When selling your turbine, it is vital to understand the tax situation. This can have a dramatic effect on the money received.
Where turbines are often operated via an SPV (Special Purpose Vehicle), a sale of the shares would realise the underlying value immediately. Based on a working model example, a Vestas V-27 operating over a period of 18 years would realise a substantial recovery of value.
You may currently extract the annual profits from the SPV as dividends and these will be subject to wealth eroding income tax rates up to 38.1%. However, a sale of the shares would mean that the value could be realised at a far lower rate of tax.
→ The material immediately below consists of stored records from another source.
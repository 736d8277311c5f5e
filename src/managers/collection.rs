//! The local bookmark mirror and its event merge policy.
//!
//! `BookmarkCollection` holds the rows for one identity in non-increasing
//! `created_at` order and applies change events idempotently: replaying an
//! event leaves the collection exactly as applying it once did.

use crate::types::bookmark::Bookmark;
use crate::types::event::ChangeEvent;

/// Ordered, id-keyed collection of one identity's bookmarks.
#[derive(Debug, Clone, Default)]
pub struct BookmarkCollection {
    items: Vec<Bookmark>,
}

impl BookmarkCollection {
    pub fn new() -> Self {
        Self { items: Vec::new() }
    }

    /// Builds a collection from an initial bulk load, sorting into
    /// descending creation-timestamp order.
    pub fn from_records(mut records: Vec<Bookmark>) -> Self {
        records.sort_by(|a, b| b.created_at.cmp(&a.created_at));
        Self { items: records }
    }

    /// Applies one change event.
    ///
    /// - insert: overwrite if the id is already present (treated as an
    ///   update), otherwise insert at the position that keeps descending
    ///   order (newest first among equal timestamps);
    /// - update: overwrite if present, otherwise a no-op;
    /// - delete: remove if present, otherwise a no-op.
    ///
    /// An overwrite keeps the row at its timestamp-ordered position, so the
    /// ordering invariant holds even for an event carrying an unexpected
    /// `created_at`.
    pub fn apply(&mut self, event: &ChangeEvent) {
        match event {
            ChangeEvent::Insert(record) => {
                self.items.retain(|b| b.id != record.id);
                self.insert_ordered(record.clone());
            }
            ChangeEvent::Update(record) => {
                if self.contains(&record.id) {
                    self.items.retain(|b| b.id != record.id);
                    self.insert_ordered(record.clone());
                }
            }
            ChangeEvent::Delete(record) => {
                self.items.retain(|b| b.id != record.id);
            }
        }
    }

    fn insert_ordered(&mut self, record: Bookmark) {
        let at = self
            .items
            .partition_point(|b| b.created_at > record.created_at);
        self.items.insert(at, record);
    }

    /// The rows, newest first.
    pub fn records(&self) -> &[Bookmark] {
        &self.items
    }

    pub fn get(&self, id: &str) -> Option<&Bookmark> {
        self.items.iter().find(|b| b.id == id)
    }

    pub fn contains(&self, id: &str) -> bool {
        self.get(id).is_some()
    }

    pub fn len(&self) -> usize {
        self.items.len()
    }

    pub fn is_empty(&self) -> bool {
        self.items.is_empty()
    }

    pub fn clear(&mut self) {
        self.items.clear();
    }
}
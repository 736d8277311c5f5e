//! marksync — a real-time personal bookmark sync client.
//!
//! Keeps an in-memory mirror of one user's bookmarks consistent with a
//! remote authoritative store through an initial bulk load and a push-based
//! change feed. The presentation layer consumes `BookmarkSyncStore`; the
//! authentication provider and the remote backend sit behind the
//! `SessionProvider` and `RemoteStoreClient` traits.

pub mod managers;
pub mod services;
pub mod types;
//! Building placement command handler (§4.3 step 3 "placement (if DEFCON 5)",
//! §3 capacity caps).

use standoff_core::commands::PlaceableBuildingType;
use standoff_core::constants::{
    MAX_AIRFIELDS_PER_PLAYER, MAX_RADARS_PER_PLAYER, MAX_SATELLITE_FACILITIES_PER_PLAYER,
    SATELLITE_LAUNCH_COOLDOWN_MS,
};
use standoff_core::entities::{Building, BuildingCommon};
use standoff_core::enums::SessionPhase;
use standoff_core::error::CommandError;
use standoff_core::state::GameSession;
use standoff_core::types::GeoPos;

fn owned_count(session: &GameSession, player_id: &str, matches: impl Fn(&Building) -> bool) -> u32 {
    session
        .buildings
        .values()
        .filter(|b| b.owner_id() == player_id && !b.destroyed() && matches(b))
        .count() as u32
}

/// Handle a validated `place_building` command. Only legal at DEFCON 5.
pub fn place_building(
    session: &mut GameSession,
    player_id: &str,
    building_type: PlaceableBuildingType,
    position: GeoPos,
) -> Result<String, CommandError> {
    if session.phase != SessionPhase::Placement {
        return Err(CommandError::WrongPhase);
    }

    let cap = match building_type {
        PlaceableBuildingType::Silo => session.config.max_silos_per_player,
        PlaceableBuildingType::Radar => MAX_RADARS_PER_PLAYER,
        PlaceableBuildingType::Airfield => MAX_AIRFIELDS_PER_PLAYER,
        PlaceableBuildingType::SatelliteFacility => MAX_SATELLITE_FACILITIES_PER_PLAYER,
    };
    let current = owned_count(session, player_id, |b| {
        matches!(
            (b, building_type),
            (Building::Silo { .. }, PlaceableBuildingType::Silo)
                | (Building::Radar { .. }, PlaceableBuildingType::Radar)
                | (Building::Airfield { .. }, PlaceableBuildingType::Airfield)
                | (
                    Building::SatelliteFacility { .. },
                    PlaceableBuildingType::SatelliteFacility
                )
        )
    });
    if current >= cap {
        return Err(CommandError::CapacityReached);
    }

    let id = format!("{player_id}-{}", uuid::Uuid::new_v4());
    let common = BuildingCommon {
        id: id.clone(),
        owner_id: player_id.to_string(),
        position,
        destroyed: false,
    };

    let building = match building_type {
        PlaceableBuildingType::Silo => Building::Silo {
            common,
            mode: standoff_core::enums::SiloMode::Defend,
            missile_ammo: session.config.starting_missile_ammo,
            interceptor_ammo: session.config.starting_interceptor_ammo,
            last_fire_time_ms: 0,
        },
        PlaceableBuildingType::Radar => Building::Radar {
            common,
            range_km: standoff_core::constants::DEFAULT_RADAR_RANGE_KM,
            active: true,
        },
        PlaceableBuildingType::Airfield => Building::Airfield {
            common,
            fighter_ammo: 4,
            bomber_ammo: 2,
        },
        PlaceableBuildingType::SatelliteFacility => Building::SatelliteFacility {
            common,
            satellite_stock: 2,
            launch_cooldown_ms: SATELLITE_LAUNCH_COOLDOWN_MS,
            last_launch_time_ms: 0,
        },
    };

    session.buildings.insert(id.clone(), building);
    Ok(id)
}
Sales of shares are, generally, taxed at a maximum of 20% and a special rate called ‘entrepreneur’s relief’ may reduce this to 10%, subject to meeting certain criteria. You would receive the whole value of the sales proceeds at settlement.
In addition, you may personally own the land and lease it to the SPV for an agreed rent, therefore, there would be continuity of this arrangement after a sale of the shares. Where a larger turbine is installed by the new owner after the sale of the SPV, there would be an uplift in the rent agreement linked to RPI. The total rental income payable over the remainder of the 20 years ROC period would preserve an ongoing income for you.
Therefore in some cases, selling your turbine may prove more lucrative than retaining ownership. It can certainly be less stressful!